The Intel and Microsoft stickers came off easily and cleanly.

(Pro tip: Use the plastic toothpick from a Swiss Army Knife. The flat point is
just right to get under the corner of a sticker and lift it loose. Then the
rest of the sticker is easy to peel off.)

The Lenovo Enhanced Experience sticker? Quite a bit more tenacious. It was a
real pain to get it loose at all, and then it left a bunch of residue behind.
Some kind of Enhanced Experience!

I hate stickers.

------
electrotype
Am I the only one to actually prefere a big enter key (
<http://i.imgur.com/NMwiGAR.jpg> ) to a smaller one (
<http://imgur.com/G54Jua5,NMwiGAR#0> ) ?

Also, I'm one of those who want the CTRL key to be at the corner (no bios
workaround).

------
wooger
Yet again, they're pushing out 16:9 screens in a case obviously designed to
take a 16:10 display. It look ridiculous.

These are premium machines, they can clearly afford to get decent IPS displays
produced in whatever aspect ratio they choose (as both Apple and Google have
done), but they continue with this 16:9 bullshit.

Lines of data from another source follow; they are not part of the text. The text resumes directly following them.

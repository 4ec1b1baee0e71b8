//! Background subagents.
//!
//! A subagent runs one delegated task in its own tool loop with the
//! file, shell and web tools only. It cannot message the user or spawn
//! further subagents; its result reaches the user solely as a `system`
//! inbound message that the main agent turns into a reply.

use std::collections::HashMap;
use std::path::PathBuf;
use std::sync::Arc;

use serde_json::json;
use tokio::sync::RwLock;
use tokio_util::sync::CancellationToken;
use tracing::{error, info, warn};

use tidebot_bus::MessageBus;
use tidebot_config::ToolsConfig;
use tidebot_tools::{ToolContext, ToolRegistry, create_builtin_tools};
use tidebot_types::{CLI_CHANNEL, DIRECT_CHAT_ID, InboundMessage, SYSTEM_CHANNEL};

use crate::llm::{ChatMessage, ChatOptions, LlmProvider};
use crate::runner::{AgentError, LoopOutcome, run_tool_loop};

/// LLM calls a subagent may make before it is stopped.
pub const SUBAGENT_MAX_ITERATIONS: usize = 15;

/// Result text when the ceiling is reached without a final answer.
pub const NO_FINAL_RESPONSE: &str = "Task completed but no final response was generated.";

/// Sender id on subagent announcements.
pub const SUBAGENT_SENDER: &str = "subagent";

const LABEL_CHARS: usize = 30;

/// Parameters of a spawn.
#[derive(Debug, Clone, Default, PartialEq, Eq)]
pub struct SpawnRequest {
    pub task: String,
    pub label: Option<String>,
    /// Channel the result is announced to; defaults to `cli`.
    pub origin_channel: Option<String>,
    /// Chat the result is announced to; defaults to `direct`.
    pub origin_chat_id: Option<String>,
}

impl SpawnRequest {
    pub fn new(task: impl Into<String>) -> Self {
        Self {
            task: task.into(),
            ..Self::default()
        }
    }

    pub fn with_label(mut self, label: impl Into<String>) -> Self {
        self.label = Some(label.into());
        self
    }

    pub fn with_origin(mut self, channel: impl Into<String>, chat_id: impl Into<String>) -> Self {
        self.origin_channel = Some(channel.into());
        self.origin_chat_id = Some(chat_id.into());
        self
    }
}

/// A subagent that has not settled yet.
#[derive(Debug, Clone)]
pub struct RunningSubagent {
    pub id: String,
    pub label: String,
    cancel: CancellationToken,
}

/// Everything one run needs, moved into its task.
struct SubagentRun {
    id: String,
    label: String,
    task: String,
    origin_channel: String,
    origin_chat_id: String,
    cancel: CancellationToken,
}

pub struct SubagentManager {
    provider: Arc<dyn LlmProvider>,
    bus: Arc<MessageBus>,
    workspace: PathBuf,
    tools_config: ToolsConfig,
    options: ChatOptions,
    running: RwLock<HashMap<String, RunningSubagent>>,
}

impl SubagentManager {
    pub fn new(
        provider: Arc<dyn LlmProvider>,
        bus: Arc<MessageBus>,
        workspace: PathBuf,
        tools_config: ToolsConfig,
        options: ChatOptions,
    ) -> Self {
        Self {
            provider,
            bus,
            workspace,
            tools_config,
            options,
            running: RwLock::new(HashMap::new()),
        }
    }

    /// Start a subagent and return an acknowledgement immediately.
    ///
    /// The run is supervised: its outcome, including a panic, is announced on
    /// the bus exactly once and the running entry is removed when it settles.
    pub async fn spawn(self: &Arc<Self>, request: SpawnRequest) -> String {
        let id = short_id();
        let label = request
            .label
            .filter(|l| !l.trim().is_empty())
            .unwrap_or_else(|| default_label(&request.task));
        let cancel = CancellationToken::new();

        self.running.write().await.insert(
            id.clone(),
            RunningSubagent {
                id: id.clone(),
                label: label.clone(),
                cancel: cancel.clone(),
            },
        );

        let run = SubagentRun {
            id: id.clone(),
            label: label.clone(),
            task: request.task,
            origin_channel: request
                .origin_channel
                .unwrap_or_else(|| CLI_CHANNEL.to_string()),
            origin_chat_id: request
                .origin_chat_id
                .unwrap_or_else(|| DIRECT_CHAT_ID.to_string()),
            cancel,
        };
        info!(subagent_id = %id, %label, "Spawned subagent");

        let manager = Arc::clone(self);
        tokio::spawn(async move { manager.supervise(run).await });

        format!("Subagent [{label}] started (id: {id}). I'll notify you when it completes.")
    }

    /// Cancel a running subagent. Its announcement reports `cancelled`.
    pub async fn cancel(&self, id: &str) -> bool {
        match self.running.read().await.get(id) {
            Some(entry) => {
                entry.cancel.cancel();
                info!(subagent_id = %id, "Cancelling subagent");
                true
            }
            None => false,
        }
    }

    /// Cancel every running subagent.
    pub async fn cancel_all(&self) {
        for entry in self.running.read().await.values() {
            entry.cancel.cancel();
        }
    }

    pub async fn running_count(&self) -> usize {
        self.running.read().await.len()
    }

    pub async fn list_running(&self) -> Vec<RunningSubagent> {
        let mut list: Vec<_> = self.running.read().await.values().cloned().collect();
        list.sort_by(|a, b| a.id.cmp(&b.id));
        list
    }

    async fn supervise(self: Arc<Self>, run: SubagentRun) {
        let worker = {
            let manager = Arc::clone(&self);
            let task = run.task.clone();
            let ctx = ToolContext::new(&run.origin_channel, &run.origin_chat_id);
            let cancel = run.cancel.clone();
            tokio::spawn(async move { manager.run_task(&task, &ctx, &cancel).await })
        };

        let outcome = match worker.await {
            Ok(Ok(result)) => Ok(result),
            Ok(Err(e)) => Err(e.to_string()),
            Err(e) => Err(join_error_message(e)),
        };

        self.running.write().await.remove(&run.id);

        match &outcome {
            Ok(_) => info!(subagent_id = %run.id, "Subagent completed"),
            Err(e) => warn!(subagent_id = %run.id, "Subagent failed: {e}"),
        }
        self.announce(&run, outcome);
    }

    async fn run_task(
        &self,
        task: &str,
        ctx: &ToolContext,
        cancel: &CancellationToken,
    ) -> Result<String, AgentError> {
        let mut tools = ToolRegistry::new();
        for tool in create_builtin_tools(self.workspace.clone(), &self.tools_config) {
            tools.register(tool);
        }

        let mut messages = vec![
            ChatMessage::system(self.system_prompt(task)),
            ChatMessage::user(task),
        ];
        let outcome = run_tool_loop(
            self.provider.as_ref(),
            &tools,
            &self.options,
            &mut messages,
            SUBAGENT_MAX_ITERATIONS,
            ctx,
            cancel,
        )
        .await?;

        Ok(match outcome {
            LoopOutcome::Reply(text) => text,
            LoopOutcome::IterationLimit => NO_FINAL_RESPONSE.to_string(),
        })
    }

    fn system_prompt(&self, task: &str) -> String {
        format!(
            "# Subagent\n\n\
             You are a subagent spawned by the main agent to complete one task.\n\n\
             ## Your task\n{task}\n\n\
             ## Rules\n\
             - Stay focused on the assigned task.\n\
             - Your final response is reported back to the main agent.\n\
             - You cannot message the user or spawn other subagents.\n\n\
             ## Workspace\n{}\n",
            self.workspace.display()
        )
    }

    fn announce(&self, run: &SubagentRun, outcome: Result<String, String>) {
        let (status, result) = match outcome {
            Ok(text) => ("completed successfully", text),
            Err(e) => ("failed", e),
        };
        let content = format!(
            "[Subagent '{}' {status}]\n\n\
             Task: {}\n\n\
             Result:\n{result}\n\n\
             Summarize this naturally for the user. Keep it brief (1-2 sentences). \
             Do not mention technical details like \"subagent\" or task IDs.",
            run.label, run.task
        );

        let msg = InboundMessage::new(
            SYSTEM_CHANNEL,
            SUBAGENT_SENDER,
            format!("{}:{}", run.origin_channel, run.origin_chat_id),
            content,
        )
        .with_metadata("subagent_id", json!(run.id));
        self.bus.publish_inbound(msg);
    }
}

fn short_id() -> String {
    uuid::Uuid::new_v4().simple().to_string()[..8].to_string()
}

fn default_label(task: &str) -> String {
    let mut label: String = task.chars().take(LABEL_CHARS).collect();
    if task.chars().count() > LABEL_CHARS {
        label.push_str("...");
    }
    label
}

fn join_error_message(e: tokio::task::JoinError) -> String {
    if e.is_cancelled() {
        return "subagent task was aborted".to_string();
    }
    let payload = e.into_panic();
    let detail = payload
        .downcast_ref::<&str>()
        .map(|s| s.to_string())
        .or_else(|| payload.downcast_ref::<String>().cloned())
        .unwrap_or_else(|| "unknown panic".to_string());
    error!("Subagent panicked: {detail}");
    format!("subagent panicked: {detail}")
}

#[cfg(test)]
mod tests {
    use super::*;
    use crate::llm::LlmResponse;
    use crate::test_support::{
        AlwaysToolProvider, PanickingProvider, ScriptedProvider, StallingProvider, options,
    };
    use std::time::Duration;

    fn manager(provider: Arc<dyn LlmProvider>, dir: &tempfile::TempDir) -> Arc<SubagentManager> {
        Arc::new(SubagentManager::new(
            provider,
            Arc::new(MessageBus::new()),
            dir.path().to_path_buf(),
            ToolsConfig::default(),
            options(),
        ))
    }

    async fn next_announcement(manager: &SubagentManager) -> InboundMessage {
        manager
            .bus
            .consume_inbound_timeout(Duration::from_secs(10))
            .await
            .expect("subagent should announce")
    }

    #[test]
    fn test_default_label() {
        assert_eq!(default_label("short task"), "short task");
        let long = "a".repeat(40);
        assert_eq!(default_label(&long), format!("{}...", "a".repeat(30)));
    }

    #[tokio::test]
    async fn test_spawn_announces_result_to_origin() {
        let dir = tempfile::tempdir().unwrap();
        let provider = Arc::new(ScriptedProvider::new(vec![LlmResponse::text(
            "Found 3 files.",
        )]));
        let manager = manager(provider.clone(), &dir);

        let ack = manager
            .spawn(
                SpawnRequest::new("count the files")
                    .with_label("counter")
                    .with_origin("telegram", "42"),
            )
            .await;
        assert!(ack.starts_with("Subagent [counter] started (id: "));

        let msg = next_announcement(&manager).await;
        assert_eq!(msg.channel, SYSTEM_CHANNEL);
        assert_eq!(msg.sender_id, SUBAGENT_SENDER);
        assert_eq!(msg.chat_id, "telegram:42");
        assert!(msg.content.starts_with("[Subagent 'counter' completed successfully]"));
        assert!(msg.content.contains("Task: count the files"));
        assert!(msg.content.contains("Result:\nFound 3 files."));
        assert_eq!(manager.running_count().await, 0);

        // Task-scoped system prompt followed by the task itself.
        let request = &provider.requests()[0];
        assert!(request[0].content.contains("count the files"));
        assert_eq!(request[1].content, "count the files");
    }

    #[tokio::test]
    async fn test_origin_defaults_to_cli_direct() {
        let dir = tempfile::tempdir().unwrap();
        let manager = manager(
            Arc::new(ScriptedProvider::new(vec![LlmResponse::text("ok")])),
            &dir,
        );
        manager.spawn(SpawnRequest::new("x")).await;
        let msg = next_announcement(&manager).await;
        assert_eq!(msg.chat_id, "cli:direct");
    }

    #[tokio::test]
    async fn test_iteration_ceiling_is_not_an_error() {
        let dir = tempfile::tempdir().unwrap();
        std::fs::write(dir.path().join("a.txt"), "a").unwrap();
        let provider = Arc::new(AlwaysToolProvider::default());
        let manager = manager(provider.clone(), &dir);

        manager.spawn(SpawnRequest::new("needs 20 steps")).await;
        let msg = next_announcement(&manager).await;

        assert_eq!(provider.calls(), SUBAGENT_MAX_ITERATIONS);
        assert!(msg.content.contains("completed successfully"));
        assert!(msg.content.contains(NO_FINAL_RESPONSE));
    }

    #[tokio::test]
    async fn test_llm_error_is_reported_as_failure() {
        let dir = tempfile::tempdir().unwrap();
        let manager = manager(Arc::new(ScriptedProvider::new(vec![])), &dir);

        manager.spawn(SpawnRequest::new("x").with_label("broken")).await;
        let msg = next_announcement(&manager).await;

        assert!(msg.content.starts_with("[Subagent 'broken' failed]"));
        assert!(msg.content.contains("script exhausted"));
        assert_eq!(manager.running_count().await, 0);
    }

    #[tokio::test]
    async fn test_panic_is_reported_as_failure() {
        let dir = tempfile::tempdir().unwrap();
        let manager = manager(Arc::new(PanickingProvider), &dir);

        manager.spawn(SpawnRequest::new("x")).await;
        let msg = next_announcement(&manager).await;

        assert!(msg.content.contains("failed"));
        assert!(msg.content.contains("subagent panicked: provider blew up"));
        assert_eq!(manager.running_count().await, 0);
    }

    #[tokio::test]
    async fn test_cancel_running_subagent() {
        let dir = tempfile::tempdir().unwrap();
        let manager = manager(Arc::new(StallingProvider), &dir);

        manager.spawn(SpawnRequest::new("wait").with_label("waiter")).await;
        let running = manager.list_running().await;
        assert_eq!(running.len(), 1);
        assert_eq!(running[0].label, "waiter");

        assert!(manager.cancel(&running[0].id).await);
        assert!(!manager.cancel("nope").await);

        let msg = next_announcement(&manager).await;
        assert!(msg.content.starts_with("[Subagent 'waiter' failed]"));
        assert!(msg.content.contains("Result:\ncancelled"));
        assert_eq!(manager.running_count().await, 0);
    }

    #[tokio::test]
    async fn test_concurrent_subagents_each_announce_once() {
        let dir = tempfile::tempdir().unwrap();
        let manager = manager(
            Arc::new(ScriptedProvider::new(vec![
                LlmResponse::text("one"),
                LlmResponse::text("two"),
            ])),
            &dir,
        );

        manager.spawn(SpawnRequest::new("a")).await;
        manager.spawn(SpawnRequest::new("b")).await;
        next_announcement(&manager).await;
        next_announcement(&manager).await;
        assert!(
            manager
                .bus
                .consume_inbound_timeout(Duration::from_millis(100))
                .await
                .is_none()
        );
    }
}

I'm not fond of any current laptop hardware as they're all too compromised.

I second the sentiment that in a year or two it'll be possible to have a
simple keyboard attached to an ARM based mini computer (raspberry pi but
better), outputting to some wearable display / hooked to a monitor. This might
in fact just be a phone of course.

I'd love to be able to just carry a nice mini mechanical keyboard with me,
rather than use laptop keyboards.

------
jim_h
I think the high point of the Thinkpad line was around the T61/X61t. They were
fast, durable and had nice high resolution display.

I was desperately waiting for an update to my X61t w/ 1400x1050 display and no
such option come from them and after many years, still none! Such a
disappointment.

I saw the photos in the article and then noticed they removed the trackpad
buttons. They're moving away from why I liked them before.. that's fine, but
they're not making big enough hardware improvements to offset those changes.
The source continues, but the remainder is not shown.